** To do **
Give back the line below containing "let (upper, bound) = split_page(&mut page, 8).unwrap();" and every later line, exactly.

** Stored data entries **
= = = = = = =

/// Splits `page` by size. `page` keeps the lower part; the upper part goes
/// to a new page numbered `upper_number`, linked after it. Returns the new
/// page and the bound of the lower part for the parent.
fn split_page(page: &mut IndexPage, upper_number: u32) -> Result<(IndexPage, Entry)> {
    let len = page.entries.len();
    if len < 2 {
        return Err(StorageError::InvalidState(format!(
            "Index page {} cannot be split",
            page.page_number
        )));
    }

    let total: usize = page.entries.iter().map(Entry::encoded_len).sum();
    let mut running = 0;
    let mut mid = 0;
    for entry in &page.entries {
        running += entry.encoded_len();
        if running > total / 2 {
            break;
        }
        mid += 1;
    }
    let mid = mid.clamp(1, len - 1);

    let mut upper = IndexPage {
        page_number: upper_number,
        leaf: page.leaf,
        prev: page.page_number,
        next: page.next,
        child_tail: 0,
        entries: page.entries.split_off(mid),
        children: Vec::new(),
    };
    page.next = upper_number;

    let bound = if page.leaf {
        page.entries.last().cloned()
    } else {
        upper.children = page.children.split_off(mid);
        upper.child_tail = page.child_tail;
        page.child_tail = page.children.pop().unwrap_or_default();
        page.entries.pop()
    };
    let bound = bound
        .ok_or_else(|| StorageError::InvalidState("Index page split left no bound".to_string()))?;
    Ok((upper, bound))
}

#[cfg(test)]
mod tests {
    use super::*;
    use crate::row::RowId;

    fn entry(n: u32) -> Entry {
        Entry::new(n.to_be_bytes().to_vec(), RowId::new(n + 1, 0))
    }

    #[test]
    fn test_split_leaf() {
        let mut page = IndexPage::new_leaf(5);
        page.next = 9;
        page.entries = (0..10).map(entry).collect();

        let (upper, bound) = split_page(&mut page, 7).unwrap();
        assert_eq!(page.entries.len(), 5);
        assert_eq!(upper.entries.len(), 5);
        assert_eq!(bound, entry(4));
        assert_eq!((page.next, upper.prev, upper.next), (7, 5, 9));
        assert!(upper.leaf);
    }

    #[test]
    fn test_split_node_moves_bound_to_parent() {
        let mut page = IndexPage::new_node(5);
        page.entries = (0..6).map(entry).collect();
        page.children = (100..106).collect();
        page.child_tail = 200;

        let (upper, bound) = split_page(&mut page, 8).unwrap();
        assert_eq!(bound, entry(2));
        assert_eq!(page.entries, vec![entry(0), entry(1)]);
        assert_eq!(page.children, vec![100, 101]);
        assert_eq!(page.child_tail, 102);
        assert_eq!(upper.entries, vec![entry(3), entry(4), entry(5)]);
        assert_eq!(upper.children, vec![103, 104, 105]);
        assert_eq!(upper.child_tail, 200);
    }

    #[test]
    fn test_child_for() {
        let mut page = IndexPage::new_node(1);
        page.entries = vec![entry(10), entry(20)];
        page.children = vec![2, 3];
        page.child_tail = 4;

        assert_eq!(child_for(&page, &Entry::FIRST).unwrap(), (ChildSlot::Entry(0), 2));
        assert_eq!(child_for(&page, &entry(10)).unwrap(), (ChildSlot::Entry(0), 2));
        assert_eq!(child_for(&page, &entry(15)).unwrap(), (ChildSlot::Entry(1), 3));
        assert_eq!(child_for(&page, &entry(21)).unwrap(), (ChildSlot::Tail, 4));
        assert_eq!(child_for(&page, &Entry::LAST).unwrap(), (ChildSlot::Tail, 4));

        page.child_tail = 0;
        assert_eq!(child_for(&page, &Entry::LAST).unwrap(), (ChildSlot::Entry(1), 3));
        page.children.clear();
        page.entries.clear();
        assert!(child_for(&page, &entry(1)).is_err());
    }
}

= = = = = = =

** Completed task **
        let (upper, bound) = split_page(&mut page, 8).unwrap();
        assert_eq!(bound, entry(2));
        assert_eq!(page.entries, vec![entry(0), entry(1)]);
        assert_eq!(page.children, vec![100, 101]);
        assert_eq!(page.child_tail, 102);
        assert_eq!(upper.entries, vec![entry(3), entry(4), entry(5)]);
        assert_eq!(upper.children, vec![103, 104, 105]);
        assert_eq!(upper.child_tail, 200);
    }

    #[test]
    fn test_child_for() {
        let mut page = IndexPage::new_node(1);
        page.entries = vec![entry(10), entry(20)];
        page.children = vec![2, 3];
        page.child_tail = 4;

        assert_eq!(child_for(&page, &Entry::FIRST).unwrap(), (ChildSlot::Entry(0), 2));
        assert_eq!(child_for(&page, &entry(10)).unwrap(), (ChildSlot::Entry(0), 2));
        assert_eq!(child_for(&page, &entry(15)).unwrap(), (ChildSlot::Entry(1), 3));
        assert_eq!(child_for(&page, &entry(21)).unwrap(), (ChildSlot::Tail, 4));
        assert_eq!(child_for(&page, &Entry::LAST).unwrap(), (ChildSlot::Tail, 4));

        page.child_tail = 0;
        assert_eq!(child_for(&page, &Entry::LAST).unwrap(), (ChildSlot::Entry(1), 3));
        page.children.clear();
        page.entries.clear();
        assert!(child_for(&page, &entry(1)).is_err());
    }
}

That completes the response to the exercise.